17 Er sprach: "Ferne sei es nur, das zu tun! Der Mann, bei dem sich der Becher gefunden hat, soll allein mir leibeigen sein. Ihr anderen aber zieht in Frieden zu eurem Vater!"
18 Da trat Juda zu ihm und sprach: "Bitte, mein Herr! Möchte dein Sklave ein Wort an meinen Herrn richten dürfen, ohne daß dein Zorn gegen deinen Sklaven entbrenne! Du bist ja wie Pharao.
19 Mein Herr hat seine Sklaven gefragt: ‘Habt ihr noch einen Vater oder einen Bruder?’
20 Da sagten wir zu meinem Herrn: ‘Wir haben noch einen alten Vater. Ein kleiner, spätgeborener Sohn ist auch da. Sein Bruder aber ist tot, und so ist er allein von seiner Mutter übrig und ist seines Vaters Liebling.’
21 Du sprachst zu deinen Sklaven: ‘Bringt ihn zu mir herab, damit ich ihn mit eigenen Augen sehe!’
22 Da sprachen wir zu meinem Herrn: ‘Der Knabe kann seinen Vater nicht verlassen; denn verließe er seinen Vater, so stürbe dieser.’
23 Du aber sprachest zu deinen Sklaven: ‘Kommt euer jüngster Bruder nicht mit euch herab, dann dürft ihr nimmermehr mein Antlitz schauen.’
24 Als wir zu deinem Sklaven, unserem Vater, hinaufgezogen, berichteten wir ihm meines Herrn Wort.
25 Da sprach unser Vater: ‘Kauft uns nochmals etwas Korn.’

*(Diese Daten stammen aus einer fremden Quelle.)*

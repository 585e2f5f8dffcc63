// HTTP routes
pub mod download;
pub mod info;
pub mod version;

pub use download::*;
pub use info::*;
pub use version::*;
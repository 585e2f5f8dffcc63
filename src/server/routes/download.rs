use axum::{
    body::Body,
    extract::{rejection::QueryRejection, Query, State},
    http::{header, HeaderValue},
    response::{IntoResponse, Response},
};
use serde::Deserialize;
use tracing::info;

use crate::downloader::{content_disposition, DownloadPlan};
use crate::server::app::AppState;
use crate::utils::error::ApiError;

#[derive(Debug, Deserialize)]
pub struct DownloadParams {
    pub url: Option<String>,
    pub f: Option<String>,
}

/// `GET /api/download?url=<url>&f=<format>`
///
/// Resolves the media through the info façade and streams it through
/// ffmpeg as mp4 (or mp3 for audio-only sources).
pub async fn download_handler(
    State(state): State<AppState>,
    params: Result<Query<DownloadParams>, QueryRejection>,
) -> Result<Response, ApiError> {
    let Query(params) = params.map_err(|rejection| ApiError::Validation(rejection.body_text()))?;

    let url = match params.url.as_deref() {
        Some(url) if !url.trim().is_empty() => url,
        _ => {
            return Err(ApiError::Validation(
                "URL parameter is required and cannot be empty".to_string(),
            ))
        }
    };

    let info = state
        .facade
        .get_info(Some(url), params.f.as_deref())
        .await
        .map_err(|e| ApiError::Validation(format!("Info fetch failed: {}", e)))?;

    let plan = DownloadPlan::from_info(&info)?;
    let disposition = HeaderValue::from_str(&content_disposition(&plan.filename()))
        .map_err(|e| ApiError::Internal(e.to_string()))?;

    let stream = state.transcoder.start(&plan).await?;
    info!(
        inputs = plan.inputs.len(),
        audio_only = plan.audio_only,
        "Streaming {}",
        plan.filename()
    );

    Ok((
        [
            (header::CONTENT_TYPE, HeaderValue::from_static(plan.content_type())),
            (header::CONTENT_DISPOSITION, disposition),
        ],
        Body::from_stream(stream),
    )
        .into_response())
}
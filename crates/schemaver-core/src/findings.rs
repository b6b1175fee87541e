//! Advisory findings recorded while comparing two schemas
//!
//! Findings describe what changed and which rule noticed it. They are
//! diagnostics only: the version decision is made from the severities the
//! rules return, never from the findings list.

use crate::severity::Severity;
use serde::{Deserialize, Serialize};
use std::fmt;

/// Rule that produced a finding
#[derive(Debug, Clone, Copy, PartialEq, Eq, Hash, Serialize, Deserialize)]
#[serde(rename_all = "lowercase")]
pub enum RuleKind {
    Enums,
    Types,
    Directives,
}

impl fmt::Display for RuleKind {
    fn fmt(&self, f: &mut fmt::Formatter<'_>) -> fmt::Result {
        match self {
            RuleKind::Enums => write!(f, "enums"),
            RuleKind::Types => write!(f, "types"),
            RuleKind::Directives => write!(f, "directives"),
        }
    }
}

/// What happened to the element at a finding's path
#[derive(Debug, Clone, Copy, PartialEq, Eq, Hash, Serialize, Deserialize)]
#[serde(rename_all = "snake_case")]
pub enum ChangeKind {
    Added,
    Removed,
    TypeChanged,
    NonNullAdded,
    KindChanged,
    Deprecated,
}

impl fmt::Display for ChangeKind {
    fn fmt(&self, f: &mut fmt::Formatter<'_>) -> fmt::Result {
        match self {
            ChangeKind::Added => write!(f, "added"),
            ChangeKind::Removed => write!(f, "removed"),
            ChangeKind::TypeChanged => write!(f, "type changed"),
            ChangeKind::NonNullAdded => write!(f, "non-null added"),
            ChangeKind::KindChanged => write!(f, "kind changed"),
            ChangeKind::Deprecated => write!(f, "deprecation changed"),
        }
    }
}

/// One detected change
#[derive(Debug, Clone, PartialEq, Eq, Serialize, Deserialize)]
pub struct Finding {
    pub rule: RuleKind,
    pub change: ChangeKind,
    /// `Type`, `Type.field`, `Type.field(arg)`, `Enum.VALUE` or `@directive`
    pub path: String,
    pub severity: Severity,
    pub message: String,
}

impl fmt::Display for Finding {
    fn fmt(&self, f: &mut fmt::Formatter<'_>) -> fmt::Result {
        write!(f, "[{}] {}: {}", self.severity, self.path, self.message)
    }
}

/// Collector handed to each rule
#[derive(Debug, Default)]
pub struct Findings {
    items: Vec<Finding>,
}

impl Findings {
    pub fn new() -> Self {
        Self::default()
    }

    pub fn record(
        &mut self,
        rule: RuleKind,
        change: ChangeKind,
        path: impl Into<String>,
        severity: Severity,
        message: impl Into<String>,
    ) {
        let finding = Finding {
            rule,
            change,
            path: path.into(),
            severity,
            message: message.into(),
        };
        tracing::debug!(
            rule = %finding.rule,
            change = %finding.change,
            path = %finding.path,
            severity = %finding.severity,
            "{}",
            finding.message
        );
        self.items.push(finding);
    }

    pub fn len(&self) -> usize {
        self.items.len()
    }

    pub fn is_empty(&self) -> bool {
        self.items.is_empty()
    }

    pub fn iter(&self) -> impl Iterator<Item = &Finding> {
        self.items.iter()
    }

    pub fn into_vec(self) -> Vec<Finding> {
        self.items
    }
}

#[cfg(test)]
mod tests {
    use super::*;

    #[test]
    fn test_record_and_display() {
        let mut findings = Findings::new();
        assert!(findings.is_empty());

        findings.record(
            RuleKind::Types,
            ChangeKind::Removed,
            "Query.hero",
            Severity::MAJOR,
            "field removed",
        );

        assert_eq!(findings.len(), 1);
        let first = findings.iter().next().unwrap();
        assert_eq!(first.to_string(), "[major] Query.hero: field removed");
        assert_eq!(findings.into_vec()[0].change, ChangeKind::Removed);
    }
}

26 Da sagten wir: ‘Wir können nicht hinabziehen; nur wenn unser jüngster Bruder mit uns geht, ziehen wir hinab. Wir dürfen ja dem Manne nicht mehr unter die Augen kommen, ist unser jüngster Bruder nicht bei uns.’
27 Da sprach zu uns dein Sklave, mein Vater: ‘Ihr wißt: Mein Weib hat mir zwei Söhne geboren.
28 Der eine ist von mir gegangen. Ich sagte mir: Sicherlich ist er zerrissen worden. Bis heute habe ich ihn nicht mehr gesehen.
29 Nehmt ihr mir auch diesen weg und träfe ihn ein Leid, dann senktet ihr mein graues Haar im Leid zur Unterwelt.’
30 Und nun, komme ich zu deinem Sklaven, meinem Vater, und ist der Knabe nicht bei uns, an dem seine Seele hängt,
31 dann stürbe er, sobald er sieht, der Knabe ist nicht mehr da, und deine Sklaven senkten deines Sklaven, unseres Vaters, graues Haar in Jammer zur Unterwelt.
32 Weil sich dein Sklave für den Knaben meinem Vater so verbürgt hat: ‘Wenn ich ihn dir nicht bringe, dann will ich lebenslang vor meinem Vater schuldig sein’,
33 so möchte dein Sklave an des Knaben Statt bleiben, als meines Herren Leibeigener! Der Knabe aber ziehe mit seinen Brüdern hinauf.
34 Wie könnte ich zu meinem Vater ziehen ohne den Knaben bei mir? Nie könnte ich das Leid ansehen, das meinen Vater überkäme."